The Word of God provides a charge for the faithful to stand up during these dark times and rejuvenate the dream of justice for all as commanded by God’s Word. The prophet Amos conveys the point that God is not interested in church as usual, yet, God is concerned about the fate of God’s beloved people. “What is the state of the poor, the hungry, the broken, the uninsured, those of color, those of different ability,” God asks. Amos 5 challenges us to act in the face of injustice to bring about a world that Dr. King dreamed of, a world that God wants all God’s beloved to abide in.
Today, ask yourself, in the words of Dr. Howard Thurman, are you doing what makes you come alive. So many people are hurting and distressed by the daily events in their life and in the world.

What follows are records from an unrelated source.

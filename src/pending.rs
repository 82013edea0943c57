use crate::jsonrpc::RequestId;
use ethers::types::{transaction::eip712::TypedData, Address, Bytes, U256};
use serde::{Deserialize, Serialize};
use serde_json::Value;
use std::collections::BTreeMap;
use std::fmt;

/// Who is asking: the page origin and its favicon, as reported by the transport.
#[derive(Clone, Debug, Default, PartialEq, Eq, Serialize, Deserialize)]
pub struct Caller {
    pub origin: Option<String>,
    pub icon: Option<String>,
}

impl Caller {
    pub fn new(origin: &str) -> Self {
        Self {
            origin: Some(origin.to_string()),
            icon: None,
        }
    }
}

/// `eth_sendTransaction` parameter object.
#[derive(Clone, Debug, Default, PartialEq, Serialize, Deserialize)]
#[serde(rename_all = "camelCase")]
pub struct TransactionRequest {
    pub from: Option<Address>,
    pub to: Option<Address>,
    #[serde(default)]
    pub data: Option<Bytes>,
    #[serde(default)]
    pub value: Option<U256>,
    #[serde(default)]
    pub gas: Option<U256>,
    #[serde(default)]
    pub gas_price: Option<U256>,
    #[serde(default)]
    pub max_fee_per_gas: Option<U256>,
    #[serde(default)]
    pub max_priority_fee_per_gas: Option<U256>,
    #[serde(default)]
    pub nonce: Option<U256>,
}

/// `wallet_requestPermissions` / `wallet_revokePermissions` parameter: capability name to caveats.
pub type PermissionRequest = BTreeMap<String, Value>;

#[derive(Clone, Debug, PartialEq, Serialize, Deserialize)]
pub struct WalletCall {
    #[serde(default)]
    pub to: Option<Address>,
    #[serde(default)]
    pub value: Option<U256>,
    #[serde(default)]
    pub data: Option<Bytes>,
}

/// `wallet_sendCalls` parameter object (EIP-5792 v1).
#[derive(Clone, Debug, PartialEq, Serialize, Deserialize)]
#[serde(rename_all = "camelCase")]
pub struct CallBatch {
    pub version: String,
    pub chain_id: String,
    pub from: Address,
    pub calls: Vec<WalletCall>,
    #[serde(default)]
    pub capabilities: Option<Value>,
}

impl CallBatch {
    /// `capabilities[chainId].paymasterService`, when the page asked for sponsorship.
    pub fn paymaster_service(&self, chain_hex: &str) -> Option<PaymasterService> {
        let svc = self
            .capabilities
            .as_ref()?
            .get(chain_hex)?
            .get("paymasterService")?;
        serde_json::from_value(svc.clone()).ok()
    }
}

#[derive(Clone, Debug, PartialEq, Serialize, Deserialize)]
pub struct PaymasterService {
    pub url: String,
    #[serde(default)]
    pub context: Option<Value>,
}

/// EIP-5792 v1 status of a submitted batch.
#[derive(Clone, Debug, PartialEq, Serialize, Deserialize)]
#[serde(tag = "status", rename_all = "SCREAMING_SNAKE_CASE")]
pub enum CallsStatus {
    Pending,
    Confirmed { receipts: Vec<Value> },
}

#[derive(Clone, Copy, Debug, PartialEq, Eq, Serialize, Deserialize)]
#[serde(rename_all = "snake_case")]
pub enum RequestKind {
    AccountAccess,
    PersonalSign,
    SendTransaction,
    RequestPermissions,
    SignTypedData,
    SendCalls,
    ShowCallsStatus,
}

impl fmt::Display for RequestKind {
    fn fmt(&self, f: &mut fmt::Formatter<'_>) -> fmt::Result {
        f.write_str(match self {
            RequestKind::AccountAccess => "connection",
            RequestKind::PersonalSign => "personal sign",
            RequestKind::SendTransaction => "transaction",
            RequestKind::RequestPermissions => "permission",
            RequestKind::SignTypedData => "typed data sign",
            RequestKind::SendCalls => "wallet send calls",
            RequestKind::ShowCallsStatus => "calls status",
        })
    }
}

/// What the page is waiting on.
#[derive(Clone, Debug, PartialEq, Serialize)]
#[serde(tag = "type", rename_all = "snake_case")]
pub enum RequestPayload {
    AccountAccess,
    PersonalSign { message: Bytes },
    SendTransaction { transaction: TransactionRequest },
    RequestPermissions { request: PermissionRequest },
    SignTypedData { payload: Box<TypedData> },
    SendCalls { batch: CallBatch },
    ShowCallsStatus { status: CallsStatus },
}

impl RequestPayload {
    pub fn kind(&self) -> RequestKind {
        match self {
            RequestPayload::AccountAccess => RequestKind::AccountAccess,
            RequestPayload::PersonalSign { .. } => RequestKind::PersonalSign,
            RequestPayload::SendTransaction { .. } => RequestKind::SendTransaction,
            RequestPayload::RequestPermissions { .. } => RequestKind::RequestPermissions,
            RequestPayload::SignTypedData { .. } => RequestKind::SignTypedData,
            RequestPayload::SendCalls { .. } => RequestKind::SendCalls,
            RequestPayload::ShowCallsStatus { .. } => RequestKind::ShowCallsStatus,
        }
    }
}

/// The single request awaiting a user decision.
#[derive(Clone, Debug, PartialEq, Serialize)]
pub struct PendingRequest {
    pub id: RequestId,
    pub caller: Caller,
    #[serde(flatten)]
    pub payload: RequestPayload,
}

impl PendingRequest {
    pub fn kind(&self) -> RequestKind {
        self.payload.kind()
    }
}

/// The UI's answer to a pending request.
#[derive(Clone, Debug, PartialEq, Eq)]
pub enum Decision {
    Allow(Approval),
    Deny,
}

#[derive(Clone, Debug, Default, PartialEq, Eq)]
pub enum Approval {
    /// Approve as shown. For account access this exposes the wallet's own addresses.
    #[default]
    Confirm,
    /// Approve account access exposing exactly these addresses.
    Accounts(Vec<Address>),
}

When the people of God stand up and say, “Not on our watch,” then we will be able to proclaim that we “know justice” and we “know peace” as Dr. Turman aspires. God is waiting for us to move. In the spirit of Dr. King, we must march on to beautiful Zion, so that all people can experience the beautiful love of Christ.
Pray: God of justice, God of peace, Thank you for your enduring and precious love. Help me to be a force of justice for all. Help me to share your love with all. Help me to fight for all. In the name of your Son, who sacrificed for all, Amen.